CITAZIONE (JohannesWeiss @ 15/3/2016, 18:07) 
1. Abbiamo davvero le idee di preesistenza e incarnazione?
Fil 2,6-11 è un inno di difficile interpretazione, e la traduzione della CEI 1978 sopra riportata può apparire discutibile in vari punti. Per farcene una primissima idea basta già confrontare il diverso modo con cui viene reso il v. 6 nella nuova traduzione CEI 2008: "egli, pur essendo nella condizione di Dio, non ritenne un privilegio l'essere come Dio".
In particolare, essere nella condizione di Dio non è la stessa cosa che essere di natura divina, così come essere come Dio non è la stessa cosa che essere uguale con/a Dio, specialmente se tale "tesoro geloso / privilegio" (harpagmos) viene inteso non come qualcosa che Cristo possedeva già ma che non volle trattenere gelosamente per sé, bensì come qualcosa che Cristo non possedeva ma che non volle comunque considerare un bene da estorcere o rapinare - un senso questo (οὐχ ἁρπαγμὸν ἡγήσατο τὸ εῖναι ἴσα θεῷ = non considerò l'essere come Dio un bottino da rapinare) non adottato da nessuna delle due versioni CEI, ma comunque perfettamente accettabile sul piano grammaticale.

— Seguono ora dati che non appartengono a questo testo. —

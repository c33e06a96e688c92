//! Adaptive rebinning driven by the total background of each bin.

use dc_core::{Bin, Entity, Error, Model, Predicate, Result, Shape};
use serde::{Deserialize, Serialize};

use super::apply_edges;

/// Merging heuristic.
#[derive(Debug, Clone, Copy, PartialEq, Eq, Default, Serialize, Deserialize)]
#[serde(try_from = "u8", into = "u8")]
pub enum RebinMode {
    /// Repeatedly merge the failing bin with the lowest content into its
    /// lower-content neighbour.
    LowestContent,
    /// Starting from the outermost bins, fold failing bins towards the peak.
    #[default]
    TailsToPeak,
}

impl TryFrom<u8> for RebinMode {
    type Error = Error;

    fn try_from(v: u8) -> Result<Self> {
        match v {
            0 => Ok(RebinMode::LowestContent),
            1 => Ok(RebinMode::TailsToPeak),
            other => Err(Error::Configuration(format!("unknown rebin mode {}", other))),
        }
    }
}

impl From<RebinMode> for u8 {
    fn from(m: RebinMode) -> u8 {
        match m {
            RebinMode::LowestContent => 0,
            RebinMode::TailsToPeak => 1,
        }
    }
}

/// Result of rebinning one bin.
#[derive(Debug, Clone, PartialEq)]
pub struct RebinOutcome {
    pub channel: String,
    pub bin: String,
    pub original: Vec<f64>,
    pub edges: Vec<f64>,
    /// Zero-integral processes that did not take part.
    pub skipped: Vec<String>,
}

impl RebinOutcome {
    pub fn changed(&self) -> bool {
        self.original != self.edges
    }
}

/// Working copy of a shape being merged.
struct Merging {
    edges: Vec<f64>,
    contents: Vec<f64>,
    err2: Vec<f64>,
}

impl Merging {
    fn new(shape: &Shape) -> Self {
        Self {
            edges: shape.edges().to_vec(),
            contents: shape.contents().to_vec(),
            err2: shape.errors().iter().map(|e| e * e).collect(),
        }
    }

    fn len(&self) -> usize {
        self.contents.len()
    }

    /// Merge bins `i` and `i + 1`.
    fn merge(&mut self, i: usize) {
        self.contents[i] += self.contents[i + 1];
        self.err2[i] += self.err2[i + 1];
        self.contents.remove(i + 1);
        self.err2.remove(i + 1);
        self.edges.remove(i + 1);
    }
}

/// Adaptive rebinner.
#[derive(Debug, Clone)]
pub struct AutoRebin {
    bin_threshold: f64,
    uncert_fraction: Option<f64>,
    mode: RebinMode,
    perform: bool,
}

impl Default for AutoRebin {
    fn default() -> Self {
        Self::new()
    }
}

impl AutoRebin {
    pub fn new() -> Self {
        Self { bin_threshold: 0.0, uncert_fraction: None, mode: RebinMode::default(), perform: true }
    }

    /// Bins with total background content at or below `v` are merged.
    pub fn bin_threshold(mut self, v: f64) -> Self {
        self.bin_threshold = v;
        self
    }

    /// Bins whose relative background uncertainty exceeds `v` are merged.
    pub fn uncert_fraction(mut self, v: Option<f64>) -> Self {
        self.uncert_fraction = v;
        self
    }

    pub fn mode(mut self, mode: RebinMode) -> Self {
        self.mode = mode;
        self
    }

    /// With `false`, [`AutoRebin::rebin`] only reports the proposed edges.
    pub fn perform(mut self, perform: bool) -> Self {
        self.perform = perform;
        self
    }

    fn fails(&self, w: &Merging, i: usize) -> bool {
        let c = w.contents[i];
        c <= self.bin_threshold
            || self.uncert_fraction.is_some_and(|f| c <= 0.0 || w.err2[i].sqrt() / c > f)
    }

    fn first_failing_lowest(&self, w: &Merging) -> Option<usize> {
        (0..w.len())
            .filter(|&i| self.fails(w, i))
            .min_by(|&a, &b| w.contents[a].total_cmp(&w.contents[b]))
    }

    fn merge_lowest(&self, w: &mut Merging) {
        while w.len() > 1 {
            let Some(i) = self.first_failing_lowest(w) else { break };
            let n = w.len();
            let into_left = if i == 0 {
                false
            } else if i == n - 1 {
                true
            } else {
                w.contents[i - 1] <= w.contents[i + 1]
            };
            w.merge(if into_left { i - 1 } else { i });
        }
    }

    fn merge_tails(&self, w: &mut Merging) {
        if w.len() < 2 {
            return;
        }
        let mut peak = 0;
        for i in 1..w.len() {
            if w.contents[i] > w.contents[peak] {
                peak = i;
            }
        }

        let mut j = w.len() - 1;
        while j > peak {
            if self.fails(w, j) {
                w.merge(j - 1);
            }
            j -= 1;
        }

        let mut i = 0;
        while i < peak {
            if self.fails(w, i) {
                w.merge(i);
                peak -= 1;
            } else {
                i += 1;
            }
        }

        // The peak itself may still fail (e.g. an empty distribution).
        self.merge_lowest(w);
    }

    /// Edges proposed for a total background shape.
    pub fn propose(&self, total: &Shape) -> Vec<f64> {
        let mut w = Merging::new(total);
        match self.mode {
            RebinMode::LowestContent => self.merge_lowest(&mut w),
            RebinMode::TailsToPeak => self.merge_tails(&mut w),
        }
        w.edges
    }

    /// Proposal for one bin of the model, or `None` if it has no usable background.
    fn plan(&self, model: &Model, target: &Bin) -> Result<Option<RebinOutcome>> {
        let bin = target.name.as_str();
        let mut reference: Option<(&str, &Shape)> = None;
        let mut total: Option<Shape> = None;
        let mut skipped = Vec::new();

        for p in model.processes().iter().filter(|p| p.bin.same_bin(target)) {
            let Some(shape) = p.shape() else { continue };
            if shape.integral() == 0.0 {
                log::warn!("{}/{}: zero integral, not used for rebinning", bin, p.name);
                skipped.push(p.name.clone());
                continue;
            }
            match reference {
                None => reference = Some((p.name.as_str(), shape)),
                Some((name, r)) if !r.same_binning(shape) => {
                    return Err(Error::IncompatibleBinning(format!(
                        "bin '{}': process '{}' has edges {:?}, process '{}' has {:?}",
                        bin,
                        p.name,
                        shape.edges(),
                        name,
                        r.edges()
                    )));
                }
                Some(_) => {}
            }
            if !p.signal {
                match total.as_mut() {
                    None => total = Some(shape.clone()),
                    Some(t) => t.add(shape)?,
                }
            }
        }

        let Some(total) = total else {
            log::debug!("{}: no background shapes, binning unchanged", bin);
            return Ok(None);
        };
        Ok(Some(RebinOutcome {
            channel: target.channel.clone(),
            bin: bin.to_string(),
            original: total.edges().to_vec(),
            edges: self.propose(&total),
            skipped,
        }))
    }

    /// Rebin every bin selected by `filter`.
    ///
    /// Proposals are computed in parallel from the current model and then
    /// applied one bin at a time, in bin order.
    pub fn rebin<P: Predicate + ?Sized>(
        &self,
        model: &mut Model,
        filter: &P,
    ) -> Result<Vec<RebinOutcome>> {
        use rayon::prelude::*;

        let bins: Vec<Bin> =
            model.bins().into_iter().filter(|b| filter.matches(&Entity::Bin(b))).collect();

        let snapshot: &Model = &*model;
        let planned: Vec<(&Bin, RebinOutcome)> = bins
            .par_iter()
            .map(|b| self.plan(snapshot, b).map(|o| o.map(|o| (b, o))))
            .collect::<Result<Vec<_>>>()?
            .into_iter()
            .flatten()
            .collect();

        for (target, o) in &planned {
            if !o.changed() {
                log::debug!("{}/{}: binning unchanged ({} bins)", o.channel, o.bin, o.edges.len() - 1);
                continue;
            }
            log::info!(
                "{}/{}: {} -> {} bins{}",
                o.channel,
                o.bin,
                o.original.len() - 1,
                o.edges.len() - 1,
                if self.perform { "" } else { " (not applied)" }
            );
            if self.perform {
                apply_edges(model, target, &o.edges)?;
            }
        }
        Ok(planned.into_iter().map(|(_, o)| o).collect())
    }
}
//! Category registry: base categories per channel plus synthesized
//! control-region categories.

use std::collections::{BTreeMap, BTreeSet};

use dc_core::Bin;

use crate::config::Category;

/// Id of the first synthesized control-region category.
pub const CONTROL_REGION_FIRST_ID: u32 = 10;

/// Name suffixes of the control regions created per base category, in id order.
pub const CONTROL_REGION_SUFFIXES: [&str; 3] = ["_wjets_cr", "_qcd_cr", "_wjets_ss_cr"];

/// Ids reserved for the control regions of the `k`-th base category of a channel.
pub fn control_region_ids(k: usize) -> [u32; 3] {
    let first = CONTROL_REGION_FIRST_ID + (CONTROL_REGION_SUFFIXES.len() * k) as u32;
    [first, first + 1, first + 2]
}

/// Ordered categories per channel.
#[derive(Debug, Clone)]
pub struct CategoryRegistry {
    analysis: String,
    era: String,
    base: BTreeMap<String, Vec<Category>>,
    categories: BTreeMap<String, Vec<Category>>,
}

impl CategoryRegistry {
    pub fn new(
        analysis: impl Into<String>,
        era: impl Into<String>,
        base: BTreeMap<String, Vec<Category>>,
    ) -> Self {
        Self { analysis: analysis.into(), era: era.into(), categories: base.clone(), base }
    }

    /// Append control-region categories for every base category of each listed
    /// channel. Channels that already have them are left alone.
    pub fn synthesize_control_regions(&mut self, channels: &[String]) {
        for chn in channels {
            let Some(base) = self.base.get(chn) else {
                log::debug!("no base categories for channel {}; skipping control regions", chn);
                continue;
            };
            let Some(cats) = self.categories.get_mut(chn) else { continue };
            if cats.len() > base.len() {
                continue;
            }
            for (k, cat) in base.iter().enumerate() {
                for (id, suffix) in control_region_ids(k).into_iter().zip(CONTROL_REGION_SUFFIXES) {
                    cats.push(Category::new(id, format!("{}{}", cat.name, suffix)));
                }
            }
            log::info!(
                "channel {}: added {} control-region categories",
                chn,
                base.len() * CONTROL_REGION_SUFFIXES.len()
            );
        }
    }

    pub fn channels(&self) -> impl Iterator<Item = &str> {
        self.categories.keys().map(String::as_str)
    }

    /// All categories of `channel`, base categories first.
    pub fn categories(&self, channel: &str) -> &[Category] {
        self.categories.get(channel).map(Vec::as_slice).unwrap_or(&[])
    }

    /// Bins of `channel`, in category order.
    pub fn bins(&self, channel: &str) -> Vec<Bin> {
        self.categories(channel)
            .iter()
            .map(|c| Bin::new(&self.analysis, &self.era, channel, c.id, &c.name))
            .collect()
    }

    /// Ids of all base categories, across channels.
    pub fn base_ids(&self) -> BTreeSet<u32> {
        self.base.values().flatten().map(|c| c.id).collect()
    }

    /// `base_id` plus the control-region ids that belong to it, across channels.
    pub fn group_ids(&self, base_id: u32) -> BTreeSet<u32> {
        let mut ids = BTreeSet::from([base_id]);
        for cats in self.base.values() {
            if let Some(k) = cats.iter().position(|c| c.id == base_id) {
                ids.extend(control_region_ids(k));
            }
        }
        ids
    }
}

#[cfg(test)]
mod tests {
    use super::*;

    fn registry() -> CategoryRegistry {
        let base = ["et", "mt", "tt"]
            .into_iter()
            .map(|c| {
                (
                    c.to_string(),
                    vec![Category::new(8, format!("{c}_nobtag")), Category::new(9, format!("{c}_btag"))],
                )
            })
            .collect();
        CategoryRegistry::new("htt", "13TeV", base)
    }

    #[test]
    fn control_regions_follow_base_categories() {
        let mut reg = registry();
        reg.synthesize_control_regions(&["et".to_string()]);
        let ids: Vec<(u32, &str)> =
            reg.categories("et").iter().map(|c| (c.id, c.name.as_str())).collect();
        assert_eq!(
            ids,
            vec![
                (8, "et_nobtag"),
                (9, "et_btag"),
                (10, "et_nobtag_wjets_cr"),
                (11, "et_nobtag_qcd_cr"),
                (12, "et_nobtag_wjets_ss_cr"),
                (13, "et_btag_wjets_cr"),
                (14, "et_btag_qcd_cr"),
                (15, "et_btag_wjets_ss_cr"),
            ]
        );
        assert_eq!(reg.categories("tt").len(), 2);
    }

    #[test]
    fn synthesis_is_idempotent() {
        let mut reg = registry();
        let chns = vec!["mt".to_string()];
        reg.synthesize_control_regions(&chns);
        reg.synthesize_control_regions(&chns);
        assert_eq!(reg.categories("mt").len(), 8);
    }

    #[test]
    fn bins_carry_control_region_flag() {
        let mut reg = registry();
        reg.synthesize_control_regions(&["mt".to_string()]);
        let bins = reg.bins("mt");
        assert_eq!(bins.iter().filter(|b| b.is_control_region()).count(), 6);
        assert!(bins.iter().all(|b| b.channel == "mt" && b.era == "13TeV"));
    }

    #[test]
    fn group_ids_include_control_regions() {
        let reg = registry();
        assert_eq!(reg.group_ids(8), BTreeSet::from([8, 10, 11, 12]));
        assert_eq!(reg.group_ids(9), BTreeSet::from([9, 13, 14, 15]));
        assert_eq!(reg.base_ids(), BTreeSet::from([8, 9]));
    }
}
//! Fixed per-bin binning table.

use std::collections::BTreeMap;

use dc_core::{Bin, Model, Result};

use super::apply_edges;

/// Applies a table of bin edges keyed by bin name.
#[derive(Debug, Clone, Default)]
pub struct ManualRebin {
    binning: BTreeMap<String, Vec<f64>>,
}

impl ManualRebin {
    pub fn new(binning: BTreeMap<String, Vec<f64>>) -> Self {
        Self { binning }
    }

    pub fn edges(&self, bin: &str) -> Option<&[f64]> {
        self.binning.get(bin).map(Vec::as_slice)
    }

    /// Rebin every bin that has a table entry; returns the bins rebinned.
    ///
    /// The table is keyed by bin name, so an entry applies to that name in
    /// every channel. Bins without an entry keep their binning.
    pub fn apply(&self, model: &mut Model) -> Result<Vec<Bin>> {
        let mut done = Vec::new();
        for bin in model.bins() {
            let Some(edges) = self.binning.get(&bin.name) else {
                log::debug!("{}/{}: no manual binning, skipped", bin.channel, bin.name);
                continue;
            };
            apply_edges(model, &bin, edges)?;
            log::info!(
                "{}/{}: manual binning with {} bins",
                bin.channel,
                bin.name,
                edges.len().saturating_sub(1)
            );
            done.push(bin);
        }
        Ok(done)
    }
}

Per farla breve, nel solo v. 6 abbiamo due o tre espressioni altamente controverse tra gli esegeti quanto alla corretta interpretazione:
1. μορφὴ θεοῦ: natura divina? condizione/sfera/modo di essere di Dio? forma esteriore percepibile di Dio? gloria di Dio? immagine di Dio?;
2. οὐχ ἁρπαγμὸν ἡγήσατο: non considerò "X non-posseduto" qualcosa da rubare? non considerò "X posseduto" alla stregua di un furto o comunque qualcosa da tenere gelosamente per sé?;
3. τὸ εῖναι ἴσα θεῷ: l'essere uguale a Dio? l'essere come Dio?

E a seconda di come si interpreta il v. 6 anche il modo d'intendere il v. 7 può variare significativamente: prendere la forma/condizione di servo, ovvero divenire simile agli uomini ed essere "trovato" in tale aspetto, implica necessariamente un'incarnazione umana a partire da un precedente stato celeste? O può invece essere inteso come assumere la condizione caduca e schiava della morte dell'umanità post-adamica, a partire da una condizione terrena di innocenza adamica?

Quella lettura dell'inno di Filippesi, se non erro, è ampiamente minoritaria e meno armonica. Non spiega decentemente infatti perché Gesù dovrebbe afferrare qualcosa che non avrebbe, visto che appena prima s'è detto che l'aveva (ἐν μορφῇ θεοῦ ὑπάρχων). Il brano ha senso solo se prima l'autore dice che Gesù era di condizione divina, e, ciononostante, non decise di aggrapparsi a tale stato.